The following discussion is intended to give the reviewer an idea of how fast technological changes are occurring in deepwater oil and gas operations. It is also meant to establish the urgency for MMS to adopt common industry standards so that system designers will know what is acceptable when they plan for floating deepwater platforms. Any of the drilling or production “records” discussed below will likely be exceeded by the time this Notice is published. Several notable examples show how new deepwater exploration and production systems are “leap-frogging” the technical achievements of their recent predecessors.

As of December 2000, there were 40 rigs drilling in water depths greater than 305 meters (1,000 feet), versus 32 for December 1999. This represents a record number of rigs drilling in deepwater. Until now, about 100 deepwater discoveries have been announced for the GOM.

Concerning exploratory drilling in August 1998, Chevron U.S.A. set a GOM water-depth record in 7,718 feet of water (2,352 meters) on Atwater Valley Block 118, 175 miles southeast of New Orleans. But Chevron's record was recently exceeded, (1) in the GOM by Broken Hill Proprietary Petroleum, which drilled an exploratory well in 8,835 feet (2,693 meters) of water in the Walker Ridge area; and (2) offshore Brazil, where PetroBras set a new 9,111-foot (2,777-meter) world record.

Concerning production water-depth records, Petrobras holds the water-depth record for sustained production at their Roncador field in the Campos Basin with the Petrobras 36 column stabilized floating production system installed in 6,079 feet (1,853 meters) of water. Subsea wells tie back to Petrobras 36 in Start Printed Page 668526,560 feet (1,999 meters) of water, which is a world production depth record.
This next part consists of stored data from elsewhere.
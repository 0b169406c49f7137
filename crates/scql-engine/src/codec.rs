//! Row encoding and decoding.
//!
//! A row is the concatenation of its column values in schema order, each
//! written as a one-byte length followed by that many value bytes. There is
//! no padding, no type tag and no column count header:
//!
//! ```text
//! ┌─────┬──────────┬─────┬──────────┬─────┬──────────┐
//! │ len │  value0  │ len │  value1  │ ... │ valueN-1 │
//! └─────┴──────────┴─────┴──────────┴─────┴──────────┘
//! ```
//!
//! Offsets are re-derived on every call by hopping `len + 1` bytes per
//! column. Rows hold at most a handful of short columns, so nothing is
//! cached.

use bytes::{BufMut, Bytes, BytesMut};

use scql_common::constants::MAX_LP_LENGTH;
use scql_common::error::{ScqlError, ScqlResult};

/// Encodes column values into a row.
///
/// # Example
///
/// ```rust
/// use scql_engine::codec;
///
/// let row = codec::encode_row(["x", "yz"]).unwrap();
/// assert_eq!(&row[..], &[1, b'x', 2, b'y', b'z']);
/// ```
pub fn encode_row<I, V>(values: I) -> ScqlResult<Bytes>
where
    I: IntoIterator<Item = V>,
    V: AsRef<[u8]>,
{
    let mut buf = BytesMut::new();
    for (column, value) in values.into_iter().enumerate() {
        let value = value.as_ref();
        if value.len() > MAX_LP_LENGTH {
            return Err(ScqlError::ValueTooLong {
                column,
                size: value.len(),
                max: MAX_LP_LENGTH,
            });
        }
        buf.put_u8(value.len() as u8);
        buf.put_slice(value);
    }
    Ok(buf.freeze())
}

/// Iterator over the column values of an encoded row.
///
/// Yields an error and then stops if a length byte runs past the row.
#[derive(Debug, Clone)]
pub struct Columns<'a> {
    row: &'a [u8],
    offset: usize,
    failed: bool,
}

impl<'a> Iterator for Columns<'a> {
    type Item = ScqlResult<&'a [u8]>;

    fn next(&mut self) -> Option<Self::Item> {
        if self.failed || self.offset >= self.row.len() {
            return None;
        }

        let len = usize::from(self.row[self.offset]);
        let start = self.offset + 1;
        let end = start + len;
        if end > self.row.len() {
            self.failed = true;
            return Some(Err(ScqlError::data_invalid(format!(
                "column at offset {} declares {} bytes, only {} remain",
                self.offset,
                len,
                self.row.len() - start
            ))));
        }

        self.offset = end;
        Some(Ok(&self.row[start..end]))
    }
}

/// Returns an iterator over the column values of `row`.
#[must_use]
pub fn columns(row: &[u8]) -> Columns<'_> {
    Columns {
        row,
        offset: 0,
        failed: false,
    }
}

/// Returns the offset of the length byte of column `column_index`.
pub fn column_offset(row: &[u8], column_index: usize) -> ScqlResult<usize> {
    let mut offset = 0;
    for _ in 0..column_index {
        if offset >= row.len() {
            return Err(column_out_of_range(column_index));
        }
        offset += usize::from(row[offset]) + 1;
    }

    if offset >= row.len() {
        return Err(column_out_of_range(column_index));
    }
    Ok(offset)
}

/// Returns the value bytes of column `column_index`.
pub fn decode_column(row: &[u8], column_index: usize) -> ScqlResult<&[u8]> {
    let offset = column_offset(row, column_index)?;
    let len = usize::from(row[offset]);
    let start = offset + 1;
    row.get(start..start + len).ok_or_else(|| {
        ScqlError::data_invalid(format!(
            "column {column_index} declares {len} bytes past the end of the row"
        ))
    })
}

/// Re-emits the requested columns, in the requested order.
///
/// Indexes may repeat or appear in any order.
pub fn project(row: &[u8], column_indexes: &[usize]) -> ScqlResult<Bytes> {
    let mut buf = BytesMut::with_capacity(row.len());
    for &index in column_indexes {
        let value = decode_column(row, index)?;
        buf.put_u8(value.len() as u8);
        buf.put_slice(value);
    }
    Ok(buf.freeze())
}

/// Counts the columns of a row, failing if the row is not prefix-sound.
pub fn column_count(row: &[u8]) -> ScqlResult<usize> {
    let mut count = 0;
    for column in columns(row) {
        column?;
        count += 1;
    }
    Ok(count)
}

/// Checks that `row` holds exactly `expected_columns` prefix-sound columns,
/// none longer than `max_value_length`.
pub fn validate(row: &[u8], expected_columns: usize, max_value_length: usize) -> ScqlResult<()> {
    let mut count = 0;
    for (index, column) in columns(row).enumerate() {
        let value = column?;
        if value.len() > max_value_length {
            return Err(ScqlError::ValueTooLong {
                column: index,
                size: value.len(),
                max: max_value_length,
            });
        }
        count += 1;
    }

    if count != expected_columns {
        return Err(ScqlError::WrongLength {
            expected: expected_columns,
            actual: count,
        });
    }
    Ok(())
}

/// Returns a copy of `row` with column `column_index` replaced by `value`.
///
/// The whole row is re-encoded, so the new value may differ in length.
pub fn replace_column(row: &[u8], column_index: usize, value: &[u8]) -> ScqlResult<Bytes> {
    if value.len() > MAX_LP_LENGTH {
        return Err(ScqlError::ValueTooLong {
            column: column_index,
            size: value.len(),
            max: MAX_LP_LENGTH,
        });
    }

    let mut buf = BytesMut::with_capacity(row.len() + value.len());
    let mut found = false;
    for (index, column) in columns(row).enumerate() {
        let current = if index == column_index {
            found = true;
            value
        } else {
            column?
        };
        buf.put_u8(current.len() as u8);
        buf.put_slice(current);
    }

    if !found {
        return Err(column_out_of_range(column_index));
    }
    Ok(buf.freeze())
}

fn column_out_of_range(column_index: usize) -> ScqlError {
    ScqlError::data_invalid(format!("column {column_index} is beyond the encoded row"))
}

#[cfg(test)]
mod tests {
    use super::*;

    fn row(values: &[&str]) -> Bytes {
        encode_row(values.iter().copied()).unwrap()
    }

    #[test]
    fn test_decode_each_column() {
        let row = row(&["alpha", "", "z"]);
        assert_eq!(decode_column(&row, 0).unwrap(), b"alpha");
        assert_eq!(decode_column(&row, 1).unwrap(), b"");
        assert_eq!(decode_column(&row, 2).unwrap(), b"z");
        assert!(decode_column(&row, 3).is_err());
    }

    #[test]
    fn test_column_offset() {
        let row = row(&["ab", "c"]);
        assert_eq!(column_offset(&row, 0).unwrap(), 0);
        assert_eq!(column_offset(&row, 1).unwrap(), 3);
        assert!(column_offset(&row, 2).is_err());
    }

    #[test]
    fn test_truncated_row_is_invalid() {
        let truncated = [3u8, b'a', b'b'];
        let err = decode_column(&truncated, 0).unwrap_err();
        assert!(matches!(err, ScqlError::DataInvalid { .. }));
        assert!(column_count(&truncated).is_err());
    }

    #[test]
    fn test_identity_projection_is_noop() {
        let row = row(&["x", "yy", "zzz"]);
        assert_eq!(project(&row, &[0, 1, 2]).unwrap(), row);
    }

    #[test]
    fn test_projection_reorders() {
        let source = row(&["x", "yy", "zzz"]);
        assert_eq!(project(&source, &[2, 0]).unwrap(), row(&["zzz", "x"]));
        assert_eq!(project(&source, &[1, 1]).unwrap(), row(&["yy", "yy"]));
    }

    #[test]
    fn test_validate() {
        let row = row(&["x", "y"]);
        assert!(validate(&row, 2, 15).is_ok());
        assert!(matches!(
            validate(&row, 3, 15),
            Err(ScqlError::WrongLength {
                expected: 3,
                actual: 2
            })
        ));

        let long = encode_row(["0123456789abcdef"]).unwrap();
        assert!(matches!(
            validate(&long, 1, 15),
            Err(ScqlError::ValueTooLong { size: 16, .. })
        ));
    }

    #[test]
    fn test_replace_column_changes_length() {
        let source = row(&["a", "b", "c"]);
        let replaced = replace_column(&source, 1, b"longer").unwrap();
        assert_eq!(replaced, row(&["a", "longer", "c"]));
        assert_eq!(column_count(&replaced).unwrap(), 3);
        assert!(replace_column(&source, 3, b"x").is_err());
    }

    #[test]
    fn test_columns_iterator() {
        let row = row(&["one", "two"]);
        let values: Vec<&[u8]> = columns(&row).collect::<ScqlResult<_>>().unwrap();
        assert_eq!(values, vec![b"one".as_slice(), b"two".as_slice()]);
        assert_eq!(columns(&[]).count(), 0);
    }
}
So far, only 21 permanent development platforms have been installed in waters over 1,000 feet deep (305 meters) in the GOM. Seven of these structures are fixed platforms, three are compliant towers, eight are TLPs, and three are spars. All of these production platforms were approved on a case-by-case basis under existing MMS regulations. However, it would streamline the permitting process and increase the up-front net-present-value of deepwater projects for the offshore industry if MMS had a designated body of standards to specifically deal with the whole new class of floating production platforms. The offshore oil and gas industry has already developed its own body of standards because of the recognized need to streamline the design process for floating platform facilities and their subsystems. In addition to describing the primary platform facilities, the industry standards also govern production and pipeline risers, stationkeeping and mooring systems, flexible pipelines, and hazards analysis.
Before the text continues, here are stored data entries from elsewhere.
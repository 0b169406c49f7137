//! Views over base tables.
//!
//! A view names one table, a projection of that table's columns and a fixed
//! filter list. It never owns rows. The table is held by id and resolved by
//! the catalog on every use; once the table is dropped the view keeps its
//! name but every operation that needs rows fails.

use tracing::trace;

use scql_common::error::{ScqlError, ScqlResult};
use scql_common::types::{ObjectName, TableId};

use crate::codec;
use crate::predicate::Filter;
use crate::table::{Row, Table};

/// A named projection and filter over one table.
#[derive(Debug, Clone)]
pub struct View {
    name: ObjectName,
    table: Option<TableId>,
    column_indexes: Vec<usize>,
    filters: Vec<Filter>,
}

impl View {
    /// Creates a view.
    ///
    /// `column_indexes` are indexes into the table's columns; `filters` name
    /// table columns.
    #[must_use]
    pub fn new(
        name: ObjectName,
        table: TableId,
        column_indexes: Vec<usize>,
        filters: Vec<Filter>,
    ) -> Self {
        Self {
            name,
            table: Some(table),
            column_indexes,
            filters,
        }
    }

    pub(crate) fn restore(
        name: ObjectName,
        table: Option<TableId>,
        column_indexes: Vec<usize>,
        filters: Vec<Filter>,
    ) -> Self {
        Self {
            name,
            table,
            column_indexes,
            filters,
        }
    }

    /// Returns the view name.
    #[inline]
    #[must_use]
    pub fn name(&self) -> &ObjectName {
        &self.name
    }

    /// Returns the referenced table, if still attached.
    #[inline]
    #[must_use]
    pub fn table(&self) -> Option<TableId> {
        self.table
    }

    /// Returns the referenced table or fails if it was dropped.
    pub fn table_id(&self) -> ScqlResult<TableId> {
        self.table.ok_or_else(|| ScqlError::TableDetached {
            view: self.name.clone(),
        })
    }

    /// Returns the projection into the table's columns.
    #[inline]
    #[must_use]
    pub fn column_indexes(&self) -> &[usize] {
        &self.column_indexes
    }

    /// Returns the view's own filters.
    #[inline]
    #[must_use]
    pub fn filters(&self) -> &[Filter] {
        &self.filters
    }

    /// Returns the number of columns the view exposes.
    #[inline]
    #[must_use]
    pub fn column_count(&self) -> usize {
        self.column_indexes.len()
    }

    /// Returns true if the projection re-emits every table column in order.
    #[must_use]
    pub fn is_identity(&self, table: &Table) -> bool {
        self.column_indexes.len() == table.column_count()
            && self
                .column_indexes
                .iter()
                .enumerate()
                .all(|(i, &index)| i == index)
    }

    /// Returns the names of the exposed columns.
    #[must_use]
    pub fn column_names<'t>(&self, table: &'t Table) -> Vec<&'t ObjectName> {
        self.column_indexes
            .iter()
            .filter_map(|&index| table.columns().get(index))
            .collect()
    }

    /// Applies the view's filters and `caller_filters` to `table`, then
    /// projects each surviving row.
    ///
    /// Returned rows keep their table storage positions.
    pub fn filter(&self, table: &Table, caller_filters: &[Filter]) -> ScqlResult<Vec<Row>> {
        self.table_id()?;

        let mut merged = Vec::with_capacity(self.filters.len() + caller_filters.len());
        merged.extend_from_slice(&self.filters);
        merged.extend_from_slice(caller_filters);

        let rows = table.filter(&merged)?;
        if self.is_identity(table) {
            return Ok(rows);
        }

        let projected = rows
            .into_iter()
            .map(|row| {
                let data = codec::project(&row.data, &self.column_indexes)?;
                Ok(Row::new(row.position, data))
            })
            .collect::<ScqlResult<Vec<_>>>()?;

        trace!(view = %self.name, rows = projected.len(), "view projected");
        Ok(projected)
    }

    /// Resolves a column name into the view's own column space.
    pub fn resolve_column_index(&self, table: &Table, name: &[u8]) -> ScqlResult<usize> {
        self.table_id()?;

        let table_index = table.resolve_column_index(name)?;
        self.column_indexes
            .iter()
            .position(|&index| index == table_index)
            .ok_or_else(|| ScqlError::ColumnNotFound {
                column: ObjectName::from_bytes(name),
                object: self.name.clone(),
            })
    }

    /// Translates a view column index into the table's column space.
    pub fn table_column_index(&self, view_index: usize) -> ScqlResult<usize> {
        self.column_indexes
            .get(view_index)
            .copied()
            .ok_or_else(|| {
                ScqlError::wrong_data(format!(
                    "column index {view_index} outside view {}",
                    self.name
                ))
            })
    }

    /// Row deletion through a view is never allowed.
    pub fn delete(&self, _position: usize) -> ScqlResult<()> {
        Err(ScqlError::not_allowed(format!("delete through view {}", self.name)))
    }

    /// Clears the table reference. Idempotent.
    pub fn detach(&mut self) {
        self.table = None;
    }

    /// Clears the table reference and the view's filters. Idempotent.
    pub fn drop_references(&mut self) {
        self.detach();
        self.filters.clear();
    }
}

#[cfg(test)]
mod tests {
    use super::*;
    use crate::predicate::Operator;
    use scql_common::config::Limits;

    fn people() -> Table {
        let mut table = Table::new(
            ObjectName::from("P"),
            ["name", "age", "city"]
                .into_iter()
                .map(ObjectName::from)
                .collect(),
            &Limits::default(),
        );
        for values in [["ann", "30", "oslo"], ["bob", "25", "rome"], ["cat", "30", "kiev"]] {
            table.append(codec::encode_row(values).unwrap()).unwrap();
        }
        table
    }

    #[test]
    fn test_identity_view_returns_table_rows() {
        let table = people();
        let view = View::new(ObjectName::from("V"), TableId::new(1), vec![0, 1, 2], vec![]);
        assert!(view.is_identity(&table));
        assert_eq!(view.filter(&table, &[]).unwrap(), table.filter(&[]).unwrap());
    }

    #[test]
    fn test_permutation_is_projected() {
        let table = people();
        let view = View::new(ObjectName::from("V"), TableId::new(1), vec![2, 1, 0], vec![]);
        assert!(!view.is_identity(&table));

        let rows = view.filter(&table, &[]).unwrap();
        assert_eq!(rows[0].data, codec::encode_row(["oslo", "30", "ann"]).unwrap());
    }

    #[test]
    fn test_filters_merge_and_positions_survive() {
        let table = people();
        let view = View::new(
            ObjectName::from("V"),
            TableId::new(1),
            vec![0],
            vec![Filter::new("age", Operator::Equal, "30")],
        );

        let rows = view
            .filter(&table, &[Filter::new("name", Operator::NotEqual, "ann")])
            .unwrap();
        assert_eq!(rows, vec![Row::new(2, codec::encode_row(["cat"]).unwrap())]);
    }

    #[test]
    fn test_resolve_in_view_space() {
        let table = people();
        let view = View::new(ObjectName::from("V"), TableId::new(1), vec![2, 0], vec![]);
        assert_eq!(view.resolve_column_index(&table, b"name").unwrap(), 1);
        assert_eq!(view.resolve_column_index(&table, b"city").unwrap(), 0);
        assert!(matches!(
            view.resolve_column_index(&table, b"age"),
            Err(ScqlError::ColumnNotFound { .. })
        ));
        assert_eq!(view.table_column_index(1).unwrap(), 0);
    }

    #[test]
    fn test_detached_view_fails() {
        let table = people();
        let mut view = View::new(ObjectName::from("V"), TableId::new(1), vec![0], vec![]);
        view.drop_references();
        view.drop_references();

        let err = view.filter(&table, &[]).unwrap_err();
        assert!(matches!(err, ScqlError::TableDetached { .. }));
        assert_eq!(err.status_word(), 0x6A88);
        assert!(view.filters().is_empty());
    }

    #[test]
    fn test_delete_not_allowed() {
        let view = View::new(ObjectName::from("V"), TableId::new(1), vec![0], vec![]);
        assert_eq!(view.delete(0).unwrap_err().status_word(), 0x6986);
    }
}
A discussion of the expense involved in exploring for and developing deepwater oil and gas reserves was presented at the World Petroleum Congress (WPC) in Calgary, Canada, in June 2000. According to the “Oil & Gas Journal,” Mr. Luiz Rodolfo Landim Machado of Petroleo Brasileiro SA projected that through 2004, the oil industry would spend about $76 billion in deepwater areas worldwide to explore for and develop about 19 billion barrels of oil equivalent. He indicated that about 27 percent of the reserves would be found in the GOM. (“WPC: Deepwater holds industry's greatest challenges, opportunities,” Vol. 98, Issue 26 (June 26, 2000).) Assuming a commensurate expenditure of 27 percent, that would lead to the oil industry spending $20.5 billion in deepwater areas of the GOM through 2004. That represents industry deepwater expenditures of over $4.5 billion per year from June 2000 through 2004.
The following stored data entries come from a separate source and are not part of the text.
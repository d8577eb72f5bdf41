use anyhow::{anyhow, Result};
use ed25519_dalek::SigningKey;
use rand::rngs::OsRng;
use serde::{Deserialize, Serialize};

#[derive(Clone, Serialize, Deserialize, PartialEq, Eq)]
pub struct PublicKey(pub Vec<u8>);

#[derive(Clone, Serialize, Deserialize)]
pub struct PrivateKey(pub Vec<u8>);

impl std::fmt::Debug for PublicKey {
    fn fmt(&self, f: &mut std::fmt::Formatter<'_>) -> std::fmt::Result {
        write!(f, "PublicKey({})", hex::encode(&self.0))
    }
}

impl std::fmt::Debug for PrivateKey {
    fn fmt(&self, f: &mut std::fmt::Formatter<'_>) -> std::fmt::Result {
        write!(f, "PrivateKey([REDACTED])")
    }
}

/// A participant identity. Holds raw key material: artifacts on disk are
/// untrusted, so parse errors surface at the point of use (signing or
/// verification) rather than at construction.
#[derive(Clone)]
pub struct Keypair {
    public: PublicKey,
    secret: PrivateKey,
}

impl Keypair {
    /// Generate a new random keypair
    pub fn generate() -> Self {
        let sk = SigningKey::generate(&mut OsRng);
        Self {
            public: PublicKey(sk.verifying_key().to_bytes().to_vec()),
            secret: PrivateKey(sk.to_bytes().to_vec()),
        }
    }

    /// Construct from a 32-byte secret seed, deriving the public half
    pub fn from_bytes(secret: &[u8]) -> Result<Self> {
        let seed: [u8; 32] = secret
            .try_into()
            .map_err(|_| anyhow!("private key must be 32 bytes, got {}", secret.len()))?;
        let sk = SigningKey::from_bytes(&seed);
        Ok(Self {
            public: PublicKey(sk.verifying_key().to_bytes().to_vec()),
            secret: PrivateKey(secret.to_vec()),
        })
    }

    /// Reassemble an identity from stored key material. The public half is
    /// kept as stored, not re-derived: a pair that doesn't match fails the
    /// keystore self-test instead of being silently repaired.
    pub fn from_parts(public: PublicKey, secret: PrivateKey) -> Self {
        Self { public, secret }
    }

    /// Get public key
    pub fn public(&self) -> &PublicKey {
        &self.public
    }

    /// Export secret as bytes
    pub fn secret_bytes(&self) -> &[u8] {
        &self.secret.0
    }
}

impl std::fmt::Debug for Keypair {
    fn fmt(&self, f: &mut std::fmt::Formatter<'_>) -> std::fmt::Result {
        f.debug_struct("Keypair")
            .field("public", &self.public)
            .finish()
    }
}

#[cfg(test)]
mod tests {
    use super::*;

    #[test]
    fn test_generate_and_rebuild_from_seed() {
        let kp = Keypair::generate();
        let rebuilt = Keypair::from_bytes(kp.secret_bytes()).unwrap();
        assert_eq!(kp.public(), rebuilt.public());
    }

    #[test]
    fn test_from_bytes_rejects_bad_length() {
        assert!(Keypair::from_bytes(&[1u8; 31]).is_err());
        assert!(Keypair::from_bytes(&[]).is_err());
    }

    #[test]
    fn test_debug_does_not_leak_secret() {
        let kp = Keypair::generate();
        let rendered = format!("{:?}", kp);
        assert!(!rendered.contains(&hex::encode(kp.secret_bytes())));
    }
}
To provide further background on the potential impact of this proposal, leases lying in water depths of from 400 to 800 meters (from 1,312 to 2,625 feet) have lease terms of 8 years, as opposed to the customary 5-year term. Leases lying in water depth of over 800 meters (2,625 feet) have 10-year terms. These longer lease terms give lessees much longer time horizons to plan their lease development activities. Consequently, the MMS GOM Region estimates that about six FPSs will be approved for installation during any given year. This means that probably much fewer than even half of the approximately 98 companies currently holding leases in deepwater would ever submit development plans for a floating platform before their lease terms expire.

The Purpose of this Rule

The purpose of this proposed rule is to incorporate into our regulations a body of industry standards that will enable us to more efficiently examine plans for and issue permits for floating offshore platforms. Our regulations currently do not specifically cover these facilities. Therefore, this proposal includes a complete rewrite of subpart I of 30 CFR Part 250 to cover floating platforms. Incorporating the voluntary industry standards would save the public the cost of developing government-specific standards. It would also enhance the efficient exploration and development of the most promising new sources of United States oil and gas supplies in the deepwater areas of the GOM in two ways. First, it would provide more certainty to the lessees' design engineers so that they would know in advance what design criteria are acceptable to MMS. Second, it would enhance MMS engineers' efforts in reviewing each new project to ensure structural integrity, operational and human safety, and environmental protection. This is because the proposed regulation would establish a single body of standards on which each new project would be based. These enhancements would streamline the regulatory review process and, thereby, increase the net-present-value of the project to lessees that assume the high financial risks of developing deepwater areas. There can be considerable costs to the industry if revenues from the project are delayed while industry and government engineers haggle over acceptable standards for the project in question.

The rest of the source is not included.